Rebates are obtained from the drug manufacturers within three months of reporting the NDCs. The rebates are deposited into the state general fund and then federal matching assistance percentage (FMAP) is returned to the federal government based on the date of service. The department expects the proposed Rules I and II to bring in rebates of approximately $81,396 for SFY 08 and approximately $325,584 for SFY 09.

 

SFY 08 expected rebate:

68.53% federal share for April - June = $55,781

31.47% state share for April - June = $25,615

Total SFY 08=$81,396

 

SFY 09 expected rebate:

68.53% federal share for July - September = $55,781

31.47% state share for July - September = $25,615

 

68.38% federal share for October - June = $166,976

31.62% state share for October - June = $77,212

Total SFY 09=$325,584

 

5. The department intends to apply the proposed new rules effective April 1, 2008. Since the billing requirements are simply administrative, there will be no detrimental effects.

 

6. Interested persons may submit comments orally or in writing at the hearing.
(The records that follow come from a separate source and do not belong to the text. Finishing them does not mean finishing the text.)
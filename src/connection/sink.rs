//! Upward delivery of frames and close notifications.
//!
//! A [`FrameSink`] is called from the connection's read task. Calls for one
//! connection never overlap and arrive in stream order. Callbacks are
//! synchronous; to reply from inside `on_frame` use
//! [`ConnectionRef::try_send`] or spawn a task that awaits
//! [`ConnectionRef::send`].

use tokio::sync::mpsc;

use super::{CloseReason, ConnectionId, ConnectionRef};
use crate::slip::Frame;

/// Receiver of decoded frames (the protocol layer).
pub trait FrameSink: Send + Sync + 'static {
    /// One complete frame from `conn`.
    ///
    /// `conn.close()` may be called from here.
    fn on_frame(&self, conn: &ConnectionRef, frame: Frame);

    /// The connection reached `Closed`. Called exactly once.
    fn on_closed(&self, id: ConnectionId, reason: &CloseReason) {
        let _ = (id, reason);
    }
}

/// Event forwarded by [`ChannelSink`].
#[derive(Debug, Clone, PartialEq, Eq)]
pub enum ConnectionEvent {
    Frame { id: ConnectionId, frame: Frame },
    Closed { id: ConnectionId, reason: CloseReason },
}

impl ConnectionEvent {
    pub fn id(&self) -> ConnectionId {
        match self {
            ConnectionEvent::Frame { id, .. } | ConnectionEvent::Closed { id, .. } => *id,
        }
    }
}

/// Sink that turns callbacks into channel messages.
///
/// Several connections may share one `ChannelSink`; events carry the id.
#[derive(Debug, Clone)]
pub struct ChannelSink {
    tx: mpsc::UnboundedSender<ConnectionEvent>,
}

impl ChannelSink {
    /// Create a sink and the receiver its events go to.
    pub fn new() -> (Self, mpsc::UnboundedReceiver<ConnectionEvent>) {
        let (tx, rx) = mpsc::unbounded_channel();
        (Self { tx }, rx)
    }

    fn forward(&self, event: ConnectionEvent) {
        if self.tx.send(event).is_err() {
            tracing::trace!("Event receiver dropped, discarding event");
        }
    }
}

impl FrameSink for ChannelSink {
    fn on_frame(&self, conn: &ConnectionRef, frame: Frame) {
        self.forward(ConnectionEvent::Frame {
            id: conn.id(),
            frame,
        });
    }

    fn on_closed(&self, id: ConnectionId, reason: &CloseReason) {
        self.forward(ConnectionEvent::Closed {
            id,
            reason: reason.clone(),
        });
    }
}

#[cfg(test)]
mod tests {
    use super::*;

    #[test]
    fn test_channel_sink_forwards_closed() {
        let (sink, mut rx) = ChannelSink::new();
        let id = ConnectionId::next();

        sink.on_closed(id, &CloseReason::PeerClosed);

        let event = rx.try_recv().unwrap();
        assert_eq!(event.id(), id);
        assert_eq!(
            event,
            ConnectionEvent::Closed {
                id,
                reason: CloseReason::PeerClosed
            }
        );
    }

    #[test]
    fn test_channel_sink_survives_dropped_receiver() {
        let (sink, rx) = ChannelSink::new();
        drop(rx);
        sink.on_closed(ConnectionId::next(), &CloseReason::Local);
    }
}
Written comments may also be submitted to Rhonda Lesofski, Office of Legal Affairs, Department of Public Health and Human Services, P.O. Box 4210, Helena MT 59604-4210 no later than 5:00 p.m. on March 27, 2008. Comments may also be faxed to (406)444-1970 or e-mailed to dphhslegal@mt.gov. The department maintains lists of persons interested in receiving notice of administrative rule changes. These lists are compiled according to subjects or programs of interest. To be included on such a list, please notify this same person or complete a request form at the hearing.

 

7. An electronic copy of this proposal notice is available through the Secretary of State's web site at http://sos.mt.gov/ARM/Register. The Secretary of State strives to make the electronic copy of this notice conform to the official version of the notice as printed in the Montana Administrative Register, but advises all concerned persons that, in the event of a discrepancy between the official printed text of the notice and the electronic version of the notice, only the official printed text will be considered. The web site may be unavailable at times, due to system maintenance or technical problems.

 

8. The bill sponsor notice requirements of 2-4-302, MCA, do not apply.

 

9. The Office of Legal Affairs, Department of Public Health and Human Services, has been designated to preside over and conduct the hearing.

 

 

/s/ John Koch               /s/ John Chappuis for

Rule Reviewer             Director, Public Health and Human Services

 

Certified to the Secretary of State February 19, 2008.